*Requirement:* Retrieve every line from the records in which the word "AlloySignerError" occurs.

(Collected data)
*****

pub mod bridge;
pub mod commands;
pub mod config;
pub mod discord;
pub mod error;
pub mod ledger;
pub mod markdown;
pub mod media;
pub mod metrics;
pub mod platform;
pub mod relay;
pub mod store;
pub mod telegram;
pub mod voice;
//! Core types used across the Box3 x402 crates.

mod common;
mod nonce;
mod price;

pub use common::*;
pub use nonce::*;
pub use price::*;
//! Reason codes and access decisions.

use std::fmt::Display;

use serde::{Deserialize, Serialize};

/// Machine-readable reason code carried in the `error` field of a 402 body.
#[derive(Debug, Clone, Copy, PartialEq, Eq, Hash, Serialize, Deserialize)]
#[serde(rename_all = "snake_case")]
pub enum ErrorReason {
    /// No proof was presented.
    PaymentRequired,
    /// The proof is malformed, bound to different terms, forged, or already used.
    InvalidProof,
    /// The proof is well formed but the payer cannot cover the amount.
    InsufficientFunds,
    /// The proof's validity window has passed.
    Expired,
    /// The facilitator could not settle for another reason.
    SettlementFailed,
    /// No wallet could sign the challenge.
    WalletUnavailable,
    /// The wallet did not answer in time.
    WalletTimeout,
    /// A transport failure between the parties.
    NetworkError,
}

impl ErrorReason {
    pub fn as_str(&self) -> &'static str {
        match self {
            ErrorReason::PaymentRequired => "payment_required",
            ErrorReason::InvalidProof => "invalid_proof",
            ErrorReason::InsufficientFunds => "insufficient_funds",
            ErrorReason::Expired => "expired",
            ErrorReason::SettlementFailed => "settlement_failed",
            ErrorReason::WalletUnavailable => "wallet_unavailable",
            ErrorReason::WalletTimeout => "wallet_timeout",
            ErrorReason::NetworkError => "network_error",
        }
    }

    /// Map a facilitator's free-form `invalidReason` onto a reason code.
    ///
    /// ```
    /// use box3_core::decision::ErrorReason;
    ///
    /// assert_eq!(ErrorReason::from_verify_reason("insufficient_funds"), ErrorReason::InsufficientFunds);
    /// assert_eq!(ErrorReason::from_verify_reason("invalid_exact_evm_payload_signature"), ErrorReason::InvalidProof);
    /// ```
    pub fn from_verify_reason(reason: &str) -> Self {
        let reason = reason.to_ascii_lowercase();
        if reason.contains("insufficient_funds") {
            ErrorReason::InsufficientFunds
        } else if reason.contains("expired") || reason.contains("valid_before") {
            ErrorReason::Expired
        } else {
            ErrorReason::InvalidProof
        }
    }

    /// Map a facilitator's free-form `errorReason` onto a reason code.
    pub fn from_settle_reason(reason: &str) -> Self {
        let reason = reason.to_ascii_lowercase();
        if reason.contains("insufficient_funds") {
            ErrorReason::InsufficientFunds
        } else if reason.contains("expired") {
            ErrorReason::Expired
        } else {
            ErrorReason::SettlementFailed
        }
    }

    /// Whether a client may usefully retry with a fresh proof.
    pub fn is_retryable(&self) -> bool {
        matches!(self, ErrorReason::PaymentRequired | ErrorReason::Expired)
    }
}

impl Display for ErrorReason {
    fn fmt(&self, f: &mut std::fmt::Formatter<'_>) -> std::fmt::Result {
        f.write_str(self.as_str())
    }
}

/// Settlement reference attached to a granted access.
#[derive(Debug, Clone, PartialEq, Eq, Serialize, Deserialize)]
#[serde(rename_all = "camelCase")]
pub struct PaymentReceipt {
    pub payer: String,
    pub transaction: String,
    pub network: String,
}

/// The outcome of presenting a proof.
#[derive(Debug, Clone, PartialEq, Eq)]
pub enum AccessDecision {
    Granted(PaymentReceipt),
    InsufficientFunds,
    InvalidProof,
    Expired,
}

impl AccessDecision {
    pub fn is_granted(&self) -> bool {
        matches!(self, AccessDecision::Granted(_))
    }

    pub fn as_granted(&self) -> Option<&PaymentReceipt> {
        match self {
            AccessDecision::Granted(receipt) => Some(receipt),
            _ => None,
        }
    }

    /// The reason code for a denied decision.
    pub fn reason(&self) -> Option<ErrorReason> {
        match self {
            AccessDecision::Granted(_) => None,
            AccessDecision::InsufficientFunds => Some(ErrorReason::InsufficientFunds),
            AccessDecision::InvalidProof => Some(ErrorReason::InvalidProof),
            AccessDecision::Expired => Some(ErrorReason::Expired),
        }
    }
}

#[cfg(test)]
mod tests {
    use super::*;

    #[test]
    fn test_reason_codes_are_snake_case() {
        assert_eq!(
            serde_json::to_value(ErrorReason::InsufficientFunds).unwrap(),
            "insufficient_funds"
        );
        let parsed: ErrorReason = serde_json::from_str("\"wallet_timeout\"").unwrap();
        assert_eq!(parsed, ErrorReason::WalletTimeout);
        assert_eq!(ErrorReason::NetworkError.to_string(), "network_error");
    }

    #[test]
    fn test_settle_reason_classification() {
        assert_eq!(
            ErrorReason::from_settle_reason("insufficient_funds"),
            ErrorReason::InsufficientFunds
        );
        assert_eq!(
            ErrorReason::from_settle_reason("nonce_already_used"),
            ErrorReason::SettlementFailed
        );
    }

    #[test]
    fn test_decision_reason() {
        assert_eq!(AccessDecision::Expired.reason(), Some(ErrorReason::Expired));
        let granted = AccessDecision::Granted(PaymentReceipt {
            payer: "0xpayer".to_string(),
            transaction: "0xtx".to_string(),
            network: "base-sepolia".to_string(),
        });
        assert!(granted.is_granted());
        assert_eq!(granted.reason(), None);
        assert_eq!(granted.as_granted().unwrap().transaction, "0xtx");
    }
}
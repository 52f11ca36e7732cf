//! Wallet signing for payment proofs.
//!
//! A proof authorizes exactly one challenge: the wallet signs the EIP-712 hash
//! of a [`PaymentAuthorization`] that embeds every term of the challenge, so a
//! proof replayed against a route with different terms recovers a different
//! signer and fails verification.

use std::{str::FromStr, time::Duration};

use alloy_core::{
    sol,
    sol_types::{Eip712Domain, SolStruct},
};
use alloy_primitives::{Address, B256, FixedBytes, Signature, SignatureError};
use alloy_signer::{Error as AlloySignerError, Signer as AlloySigner};
use box3_core::{
    challenge::PaymentChallenge,
    proof::{PaymentProof, ProofAuthorization, ProofPayload},
    types::{Nonce, TimestampSeconds, X402V1},
};

sol!(
    /// The EIP-712 struct a wallet signs to authorize a Box3 payment.
    struct PaymentAuthorization {
        string scheme;
        string network;
        string amount;
        string asset;
        string payTo;
        string resource;
        address from;
        uint64 validAfter;
        uint64 validBefore;
        bytes32 nonce;
    }
);

/// EIP-712 domain for Box3 payment authorizations.
pub const BOX3_DOMAIN: Eip712Domain = Eip712Domain::new(
    Some(std::borrow::Cow::Borrowed("Box3 x402")),
    Some(std::borrow::Cow::Borrowed("1")),
    None,
    None,
    None,
);

/// Seconds a proof is backdated to tolerate clock skew.
const CLOCK_SKEW_SECONDS: u64 = 60;

#[derive(Debug, thiserror::Error)]
pub enum ProofSignatureError {
    #[error("Invalid payer address '{0}'")]
    InvalidPayer(String),
    #[error("Invalid signature: {0}")]
    InvalidSignature(#[from] SignatureError),
    #[error("Signature recovers {recovered}, proof claims {claimed}")]
    SignerMismatch { claimed: Address, recovered: Address },
}

/// Compute the EIP-712 signing hash for an authorization under the given scheme and network.
pub fn signing_hash(
    scheme: &str,
    network: &str,
    authorization: &ProofAuthorization,
) -> Result<B256, ProofSignatureError> {
    let from = Address::from_str(&authorization.from)
        .map_err(|_| ProofSignatureError::InvalidPayer(authorization.from.clone()))?;

    let typed = PaymentAuthorization {
        scheme: scheme.to_string(),
        network: network.to_string(),
        amount: authorization.amount.to_string(),
        asset: authorization.asset.clone(),
        payTo: authorization.pay_to.clone(),
        resource: authorization.resource.clone(),
        from,
        validAfter: authorization.valid_after.0,
        validBefore: authorization.valid_before.0,
        nonce: FixedBytes(authorization.nonce.0),
    };

    Ok(typed.eip712_signing_hash(&BOX3_DOMAIN))
}

/// Recover the signer of a proof and check it matches the claimed payer.
///
/// Returns the payer address and the signing hash.
pub fn recover_payer(proof: &PaymentProof) -> Result<(Address, B256), ProofSignatureError> {
    let authorization = proof.authorization();
    let hash = signing_hash(&proof.scheme, &proof.network, authorization)?;
    let claimed = Address::from_str(&authorization.from)
        .map_err(|_| ProofSignatureError::InvalidPayer(authorization.from.clone()))?;

    let signature = Signature::from_str(&proof.payload.signature)?;
    let recovered = signature.recover_address_from_prehash(&hash)?;

    if recovered != claimed {
        return Err(ProofSignatureError::SignerMismatch { claimed, recovered });
    }
    Ok((recovered, hash))
}

/// Options applied when a wallet builds a proof.
#[derive(Debug, Clone, Copy)]
pub struct ProofOptions {
    /// How long the proof stays valid after signing.
    pub validity: Duration,
}

impl Default for ProofOptions {
    fn default() -> Self {
        ProofOptions {
            validity: Duration::from_secs(300),
        }
    }
}

/// A signing capability able to satisfy payment challenges.
///
/// Signing may wait on user interaction, so callers bound it with a timeout.
pub trait Wallet: Send + Sync {
    type Error: std::error::Error + Send + Sync + 'static;

    /// The address proofs are signed from.
    fn payer_address(&self) -> String;

    fn sign(
        &self,
        challenge: &PaymentChallenge,
        options: &ProofOptions,
    ) -> impl Future<Output = Result<PaymentProof, Self::Error>> + Send;
}

#[derive(Debug, thiserror::Error)]
pub enum WalletError {
    #[error("Signer error: {0}")]
    SignerError(#[from] AlloySignerError),
    #[error("Proof error: {0}")]
    ProofError(#[from] ProofSignatureError),
}

impl<S> Wallet for S
where
    S: AlloySigner + Send + Sync,
{
    type Error = WalletError;

    fn payer_address(&self) -> String {
        AlloySigner::address(self).to_string()
    }

    async fn sign(
        &self,
        challenge: &PaymentChallenge,
        options: &ProofOptions,
    ) -> Result<PaymentProof, Self::Error> {
        let now = TimestampSeconds::now();

        let authorization = ProofAuthorization {
            from: AlloySigner::address(self).to_string(),
            pay_to: challenge.pay_to.clone(),
            asset: challenge.asset.clone(),
            amount: challenge.amount.clone(),
            resource: challenge.resource.clone(),
            valid_after: TimestampSeconds(now.0.saturating_sub(CLOCK_SKEW_SECONDS)),
            valid_before: TimestampSeconds(now.0 + options.validity.as_secs()),
            nonce: Nonce(rand::random()),
        };

        let hash = signing_hash(&challenge.scheme, &challenge.network, &authorization)?;
        let signature = self.sign_hash(&hash).await?;

        tracing::debug!(
            payer = %authorization.from,
            resource = %authorization.resource,
            amount = %authorization.amount,
            "Signed payment authorization"
        );

        Ok(PaymentProof {
            x402_version: X402V1,
            scheme: challenge.scheme.clone(),
            network: challenge.network.clone(),
            payload: ProofPayload {
                signature: signature.to_string(),
                authorization,
            },
        })
    }
}

#[cfg(test)]
mod tests {
    use alloy_signer_local::PrivateKeySigner;
    use box3_core::types::Price;

    use super::*;

    fn challenge() -> PaymentChallenge {
        PaymentChallenge::builder()
            .network("base-sepolia")
            .amount("$0.01")
            .asset("0x036CbD53842c5426634e7929541eC2318f3dCF7e")
            .pay_to("0x742d35Cc6634C0532925a3b844Bc9e7595f0bEb0")
            .resource("/api/unlock-box")
            .build()
    }

    #[tokio::test]
    async fn test_signing_binds_challenge_terms() {
        let signer = PrivateKeySigner::random();
        let proof = signer
            .sign(&challenge(), &ProofOptions::default())
            .await
            .expect("Signing should succeed");

        assert_eq!(proof.check_terms(&challenge()), Ok(()));
        assert_eq!(proof.authorization().amount, Price::from("$0.01"));

        let (payer, _) = recover_payer(&proof).expect("Recovery should succeed");
        assert_eq!(payer, signer.address());
        assert_eq!(signer.payer_address(), proof.authorization().from);
    }

    #[tokio::test]
    async fn test_tampered_amount_recovers_different_signer() {
        let signer = PrivateKeySigner::random();
        let mut proof = signer
            .sign(&challenge(), &ProofOptions::default())
            .await
            .unwrap();

        proof.payload.authorization.amount = Price::from("$0.001");

        assert!(matches!(
            recover_payer(&proof),
            Err(ProofSignatureError::SignerMismatch { .. })
        ));
    }

    #[tokio::test]
    async fn test_nonces_are_fresh() {
        let signer = PrivateKeySigner::random();
        let a = signer.sign(&challenge(), &ProofOptions::default()).await.unwrap();
        let b = signer.sign(&challenge(), &ProofOptions::default()).await.unwrap();
        assert_ne!(a.id(), b.id());
    }

    #[tokio::test]
    async fn test_validity_window() {
        let signer = PrivateKeySigner::random();
        let options = ProofOptions {
            validity: Duration::from_secs(30),
        };
        let proof = signer.sign(&challenge(), &options).await.unwrap();
        let auth = proof.authorization();
        assert_eq!(auth.valid_before.0 - auth.valid_after.0, 30 + CLOCK_SKEW_SECONDS);
    }

    #[test]
    fn test_garbage_signature() {
        let auth = ProofAuthorization {
            from: "0x742d35Cc6634C0532925a3b844Bc9e7595f0bEb0".to_string(),
            pay_to: "0x742d35Cc6634C0532925a3b844Bc9e7595f0bEb0".to_string(),
            asset: "usdc".to_string(),
            amount: Price::from("1"),
            resource: "/".to_string(),
            valid_after: TimestampSeconds(0),
            valid_before: TimestampSeconds(1),
            nonce: Nonce([0; 32]),
        };
        let proof = PaymentProof {
            x402_version: X402V1,
            scheme: "exact".to_string(),
            network: "base-sepolia".to_string(),
            payload: ProofPayload {
                signature: "0x1234".to_string(),
                authorization: auth,
            },
        };
        assert!(matches!(
            recover_payer(&proof),
            Err(ProofSignatureError::InvalidSignature(_))
        ));
    }
}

*****

*Answer area:*
use alloy_signer::{Error as AlloySignerError, Signer as AlloySigner};
    SignerError(#[from] AlloySignerError),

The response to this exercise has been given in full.